Donald Earl Dailey (1914-1997) was born in Minneapolis, MN. He studied marketing and engineering at the University of Toledo (1934-1936) and design at the Toledo Museum School of Design (1936-1937). He began his career in 1937 as design director for Harold Van Doren and Associates of Toledo, and opened a second office in Philadelphia for Van Doren in 1940. He established his own firm in Philadelphia in 1946. In 1950 he became product manager at Servel, Inc. In 1952, he was named their Vice President in charge of Product Planning, and is credited with inventing the term "product planning" and its role for designers in corporations. He left Servel in 1955 to re-establish Don Dailey Associates Inc. in Evansville, IN . Don was an early member of SID and the last president of ASID in 1964 before it became part of IDSA.

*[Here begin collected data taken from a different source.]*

// SPDX-FileCopyrightText: Copyright © 2020-2026 the project authors
//
// SPDX-License-Identifier: MPL-2.0

//! Layered `config.yaml` loading (§4.4/§6): `bobMinimumVersion`, the plugin name list, policy
//! overrides, and recursive `layers: [...]` sub-projects. Walked depth-first from the project
//! root; a sub-layer may only set a policy already settled by an ancestor to the *same* value,
//! never override it, per the distilled spec's "layer policy conflict" error kind.

use indexmap::IndexMap;
use serde::Deserialize;
use thiserror::Error;

use crate::{policy::Policies, recipe_set::SourceTree};

/// The raw shape of one `config.yaml` (root or `layers/<name>/config.yaml`).
#[derive(Debug, Clone, Default, Deserialize)]
#[serde(default, rename_all = "camelCase")]
pub struct ConfigYaml {
    pub bob_minimum_version: Option<String>,
    pub plugins: Vec<String>,
    pub policies: IndexMap<String, bool>,
    pub layers: Vec<String>,
}

#[derive(Debug, Error)]
pub enum LayerError {
    #[error("parsing '{path}'")]
    Yaml {
        path: String,
        #[source]
        source: serde_yaml::Error,
    },
    #[error("reading '{path}'")]
    Io {
        path: String,
        #[source]
        source: std::io::Error,
    },
    #[error("'{path}' sets unknown policy '{name}'")]
    UnknownPolicy { path: String, name: String },
    #[error("layer '{layer}' sets policy '{name}' to {value}, conflicting with the value {existing} already settled by an ancestor layer")]
    LayerPolicyConflict { layer: String, name: String, value: bool, existing: bool },
}

/// The effective policy set and deduplicated plugin name list after walking every layer reachable
/// from the project root, root-first.
#[derive(Debug, Clone, Default)]
pub struct LoadedConfig {
    pub policies: Policies,
    pub plugins: Vec<String>,
}

/// Read `config.yaml` at the project root (if present — a project with none gets all-default
/// [`Policies`]) and recursively every `layers/<name>/config.yaml` it names.
pub fn load_layered_config(tree: &dyn SourceTree) -> Result<LoadedConfig, LayerError> {
    let mut policies = Policies::default();
    let mut locked: IndexMap<String, bool> = IndexMap::new();
    let mut plugins = Vec::new();
    load_layer(tree, "config.yaml", "<root>", &mut policies, &mut locked, &mut plugins)?;
    Ok(LoadedConfig { policies, plugins })
}

fn load_layer(
    tree: &dyn SourceTree,
    path: &str,
    layer_label: &str,
    policies: &mut Policies,
    locked: &mut IndexMap<String, bool>,
    plugins: &mut Vec<String>,
) -> Result<(), LayerError> {
    let bytes = match tree.read(path) {
        Ok(b) => b,
        Err(e) if e.kind() == std::io::ErrorKind::NotFound => return Ok(()),
        Err(source) => {
            return Err(LayerError::Io {
                path: path.to_string(),
                source,
            })
        }
    };
    let config: ConfigYaml = serde_yaml::from_slice(&bytes).map_err(|source| LayerError::Yaml {
        path: path.to_string(),
        source,
    })?;
    log::debug!("loaded layer config '{path}' ({} sub-layer(s))", config.layers.len());

    for (name, value) in &config.policies {
        apply_policy(policies, path, name, *value)?;
        match locked.get(name) {
            Some(existing) if existing != value => {
                return Err(LayerError::LayerPolicyConflict {
                    layer: layer_label.to_string(),
                    name: name.clone(),
                    value: *value,
                    existing: *existing,
                })
            }
            Some(_) => {}
            None => {
                locked.insert(name.clone(), *value);
            }
        }
    }
    for plugin in &config.plugins {
        if !plugins.contains(plugin) {
            plugins.push(plugin.clone());
        }
    }

    for layer in &config.layers {
        let sub_path = format!("layers/{layer}/config.yaml");
        load_layer(tree, &sub_path, layer, policies, locked, plugins)?;
    }
    Ok(())
}

fn apply_policy(policies: &mut Policies, path: &str, name: &str, value: bool) -> Result<(), LayerError> {
    match name {
        "mergeEnvironment" => policies.merge_environment = value,
        "allRelocatable" => policies.all_relocatable = value,
        "uniqueDependency" => policies.unique_dependency = value,
        "sandboxInvariant" => policies.sandbox_invariant = value,
        "offlineBuild" => policies.offline_build = value,
        "relativeIncludes" => policies.relative_includes = value,
        other => {
            return Err(LayerError::UnknownPolicy {
                path: path.to_string(),
                name: other.to_string(),
            })
        }
    }
    Ok(())
}

#[cfg(test)]
mod test {
    use std::collections::HashMap;

    use super::*;

    struct MemTree {
        files: HashMap<String, Vec<u8>>,
    }

    impl MemTree {
        fn new(entries: &[(&str, &str)]) -> Self {
            Self {
                files: entries.iter().map(|(p, c)| (p.to_string(), c.as_bytes().to_vec())).collect(),
            }
        }
    }

    impl SourceTree for MemTree {
        fn list_yaml(&self, _dir: &str) -> std::io::Result<Vec<String>> {
            Ok(Vec::new())
        }

        fn list_all(&self, _dir: &str) -> std::io::Result<Vec<String>> {
            Ok(Vec::new())
        }

        fn read(&self, path: &str) -> std::io::Result<Vec<u8>> {
            self.files
                .get(path)
                .cloned()
                .ok_or_else(|| std::io::Error::new(std::io::ErrorKind::NotFound, path.to_string()))
        }
    }

    #[test]
    fn missing_config_yields_defaults() {
        let tree = MemTree::new(&[]);
        let loaded = load_layered_config(&tree).unwrap();
        assert!(!loaded.policies.all_relocatable);
        assert!(loaded.plugins.is_empty());
    }

    #[test]
    fn root_policy_applies() {
        let tree = MemTree::new(&[("config.yaml", "policies:\n  allRelocatable: true\n")]);
        let loaded = load_layered_config(&tree).unwrap();
        assert!(loaded.policies.all_relocatable);
    }

    #[test]
    fn sub_layer_may_repeat_same_policy_value() {
        let tree = MemTree::new(&[
            ("config.yaml", "policies:\n  allRelocatable: true\nlayers: [vendor]\n"),
            ("layers/vendor/config.yaml", "policies:\n  allRelocatable: true\n"),
        ]);
        let loaded = load_layered_config(&tree).unwrap();
        assert!(loaded.policies.all_relocatable);
    }

    #[test]
    fn sub_layer_conflicting_policy_value_rejected() {
        let tree = MemTree::new(&[
            ("config.yaml", "policies:\n  allRelocatable: true\nlayers: [vendor]\n"),
            ("layers/vendor/config.yaml", "policies:\n  allRelocatable: false\n"),
        ]);
        let err = load_layered_config(&tree).unwrap_err();
        assert!(matches!(err, LayerError::LayerPolicyConflict { .. }));
    }

    #[test]
    fn unknown_policy_name_rejected() {
        let tree = MemTree::new(&[("config.yaml", "policies:\n  madeUpPolicy: true\n")]);
        let err = load_layered_config(&tree).unwrap_err();
        assert!(matches!(err, LayerError::UnknownPolicy { .. }));
    }

    #[test]
    fn plugins_are_deduplicated_across_layers() {
        let tree = MemTree::new(&[
            ("config.yaml", "plugins: [rust]\nlayers: [extra]\n"),
            ("layers/extra/config.yaml", "plugins: [rust, golang]\n"),
        ]);
        let loaded = load_layered_config(&tree).unwrap();
        assert_eq!(loaded.plugins, vec!["rust".to_string(), "golang".to_string()]);
    }
}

Servel was founded in 1902 as the Hercules Buggy Works, and became a manufacturer of electric refrigerators (the name is short for "Serve Electrically"). In 1925, Servel purchased US rights to a new AB Electrolux gas-heat driven absorption refrigerator invented by Swedish engineering students Carl G. Munters and Baltzar von Platen.
There had been consumer deaths due to the toxicity of sulfur dioxide, methyl chloride, and ammonia gases, used in earlier mechanical compressor home refrigerators since 1918. The new concept avoided the use of these toxic gases. The new Electrolux-Servel refrigerator entered the US market in 1926, and after 1927 became the sole gas refrigerator on the US market until the 1950s.
Although quieter and more efficient than electro/mechanical systems, gas heat refrigerators never enjoyed the backing of major manufacturers, nor popularity with consumers, especially after the development of a non-toxic refrigerant gas in 1930.